No CAA, a tensão de escoamento deve ser baixa, garantindo o aumento da fluidez, e a viscosidade deve ser moderada, para promover a estabilidade necessária. Níelsson e Wallevik (2003) indicam que a tensão de escoamento e a viscosidade podem atuar juntas na garantia da resistência à segregação, de forma que, quando a viscosidade for muito baixa, a tensão de escoamento deve ser alta, sendo o contrário válido.
Segundo Shah et al. (2009), na segregação estática a viscosidade tem um papel pequeno em comparação à tensão de escoamento. No entanto, para a segregação dinâmica, na qual o fluído se encontra em
movimento, a viscosidade tem um papel importante. Durante o movimento, a estrutura do fluido pode quebrar e não ser mais capaz de sustentar os agregados caso a tensão de escoamento seja muito reduzida. Neste caso, a viscosidade mais elevada da mistura manterá o concreto coeso até a paralização do movimento, quando a estrutura do fluido é reconstruída, restaurando a tensão de escoamento e aumentado o impedimento à segregação.
Nota-se na Figura 15a que, durante o movimento, as partículas estão submetidas a diversos esforços tais como o arrasto devido ao lançamento, peso próprio e a flutuação (empuxo), podendo gerar segregação dinâmica. A segregação estática, por sua vez, se manifesta pelo afundamento dos agregados e/ou pela ascensão da fase líquida (exsudação), com o concreto em repouso. Na Figura 15b, pode-se observar que as partículas estão submetidas apenas ao peso próprio e a flutuação. A propriedade que se opõe ao início do fluxo, garantindo que o agregado permaneça estável, é a tensão de escoamento.
Figura 15: Ações nas partículas (a) durante o fluxo; (b) em repouso.
Fonte: Adaptada de Bonen e Shah (2005).
Como o uso de reômetros para a determinação dos parâmetros reológicos ainda é restrito, muito estudos foram realizados objetivando correlacionar os resultados dos testes em campo à tensão de escoamento e à viscosidade da mistura.
Wallevik (2006) realizou tentativas de encontrar uma relação entre a viscosidade plástica e o espalhamento do tronco de cone.
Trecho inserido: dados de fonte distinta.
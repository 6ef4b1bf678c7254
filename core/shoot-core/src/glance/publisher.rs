use std::sync::Arc;

use chrono::{DateTime, Utc};
use shoot_glance_protocol::PublishedSnapshot;
use tracing::{debug, warn};

use super::region::SharedRegion;

/// Single producer for the glance region.
///
/// Writes are fire-and-forget: a failed write is logged and the next publish
/// simply tries again. An absent region (unsupported host configuration)
/// turns every publish into a no-op and every read into the default snapshot.
#[derive(Clone)]
pub struct SharedStatePublisher {
    region: Option<Arc<dyn SharedRegion>>,
}

impl SharedStatePublisher {
    pub fn new(region: Option<Arc<dyn SharedRegion>>) -> Self {
        Self { region }
    }

    pub fn unavailable() -> Self {
        Self { region: None }
    }

    pub fn is_available(&self) -> bool {
        self.region.is_some()
    }

    pub fn publish(&self, is_running: bool, started_at: Option<DateTime<Utc>>, now: DateTime<Utc>) {
        let Some(region) = &self.region else {
            debug!(is_running, "Glance region unavailable; skipping publish");
            return;
        };

        let snapshot = PublishedSnapshot::new(is_running, started_at, now);
        if let Err(err) = region.apply(&snapshot.to_entries()) {
            warn!(error = %err, is_running, "Failed to publish glance snapshot");
        }
    }

    pub fn read(&self, now: DateTime<Utc>) -> PublishedSnapshot {
        self.region
            .as_ref()
            .and_then(|region| PublishedSnapshot::from_entries(|key| region.get(key), now))
            .unwrap_or_else(|| PublishedSnapshot::not_running(now))
    }
}

impl std::fmt::Debug for SharedStatePublisher {
    fn fmt(&self, f: &mut std::fmt::Formatter<'_>) -> std::fmt::Result {
        f.debug_struct("SharedStatePublisher")
            .field("available", &self.is_available())
            .finish()
    }
}
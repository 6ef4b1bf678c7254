//! FFI-friendly records handed to Swift/Kotlin hosts.
//!
//! Durations become whole seconds and instants become epoch seconds so the
//! generated bindings stay primitive.

use chrono::{DateTime, Utc};
use serde::Serialize;
use shoot_glance_protocol::{to_epoch_seconds, GlanceLine, PublishedSnapshot, RefreshPolicy};

use crate::session::{Stage, TimerReadout};

#[derive(Debug, Clone, PartialEq, Eq, Serialize, uniffi::Record)]
pub struct TimerReadoutFfi {
    pub stage: Stage,
    pub on_duty: bool,
    pub is_running: bool,
    pub total_secs: u64,
    pub current_stage_secs: u64,
    pub total_label: String,
    pub stage_label: String,
}

impl From<TimerReadout> for TimerReadoutFfi {
    fn from(readout: TimerReadout) -> Self {
        Self {
            stage: readout.stage,
            on_duty: readout.on_duty,
            is_running: readout.is_running,
            total_secs: readout.total.as_secs(),
            current_stage_secs: readout.current_stage.as_secs(),
            total_label: readout.total_label,
            stage_label: readout.stage_label,
        }
    }
}

/// What a glance surface shows, with its next redraw time.
#[derive(Debug, Clone, PartialEq, Serialize, uniffi::Record)]
pub struct GlanceSnapshotFfi {
    pub is_running: bool,
    pub started_at: Option<f64>,
    pub last_updated_at: f64,
    pub age_secs: i64,
    pub is_stale: bool,
    pub line: String,
    pub next_refresh_at: f64,
}

impl GlanceSnapshotFfi {
    pub fn from_snapshot(snapshot: &PublishedSnapshot, now: DateTime<Utc>) -> Self {
        Self {
            is_running: snapshot.is_running,
            started_at: snapshot.started_at.map(to_epoch_seconds),
            last_updated_at: to_epoch_seconds(snapshot.last_updated_at),
            age_secs: snapshot.age_secs(now),
            is_stale: snapshot.is_stale(now),
            line: GlanceLine::render(snapshot, now),
            next_refresh_at: to_epoch_seconds(RefreshPolicy::next_refresh(snapshot, now)),
        }
    }
}

#[cfg(test)]
mod tests {
    use super::*;
    use std::time::Duration;

    fn at(secs: i64) -> DateTime<Utc> {
        DateTime::from_timestamp(secs, 0).expect("valid timestamp")
    }

    #[test]
    fn readout_converts_to_whole_seconds() {
        let readout = TimerReadout {
            stage: Stage::Selecting,
            on_duty: true,
            is_running: true,
            total: Duration::from_millis(65_900),
            current_stage: Duration::from_secs(5),
            total_label: "01:05".to_string(),
            stage_label: "00:05".to_string(),
        };
        let ffi = TimerReadoutFfi::from(readout);
        assert_eq!(ffi.total_secs, 65);
        assert_eq!(ffi.current_stage_secs, 5);
        assert_eq!(ffi.stage, Stage::Selecting);
    }

    #[test]
    fn glance_snapshot_carries_render_and_refresh() {
        let snapshot = PublishedSnapshot {
            is_running: true,
            started_at: Some(at(100)),
            last_updated_at: at(164),
        };
        let ffi = GlanceSnapshotFfi::from_snapshot(&snapshot, at(165));
        assert_eq!(ffi.started_at, Some(100.0));
        assert_eq!(ffi.age_secs, 1);
        assert!(!ffi.is_stale);
        assert!(ffi.line.contains("01:05"));
        assert_eq!(ffi.next_refresh_at, 166.0);
    }
}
No entanto, o autor não encontrou boas correlações para essas variáveis. Sabe-se, porém, que a viscosidade da mistura pode ser estimada em função do tempo de escoamento do concreto no funil V.
Alguns autores, entre eles Murata e Kikukawa (1992), De Larrard (1999) e Wallevik (2006), propuseram equações ou gráficos de correlação entre a tensão de escoamento do concreto e seu abatimento no tronco de cone, mostrando que, quanto maior é o abatimento do tronco de cone,
menor é a tensão de escoamento da mistura. Sua-iam e Makul (2013) afirmam que o espalhamento de um concreto convencional se correlaciona bem com a tensão de escoamento inicial. De acordo com Kovler e Roussel (2011), durante o slump teste, o fluxo estaciona quando a tensão de cisalhamento na amostra torna-se igual ou menor do que a tensão de escoamento. Consequentemente, a forma de paralisação está diretamente relacionada à tensão de escoamento do material.
Por outro lado, segundo Roussel (2006), no caso de CAA, o espalhamento medido pelo slump flow não pode ser correlacionado com a tensão de escoamento da mistura testada porque o teste do slump flow não proporciona um fluxo homogêneo da mistura, devido à baixa relação entre a espessura do concreto no final do teste e o diâmetro das partículas presentes. Segundo Coussot e Ancey (1999), a espessura da amostra quando o escoamento cessa deve ser, no mínimo, cinco vezes maior do que o diâmetro máximo dos agregados, para que seja considerado o fluxo homogêneo de uma mistura.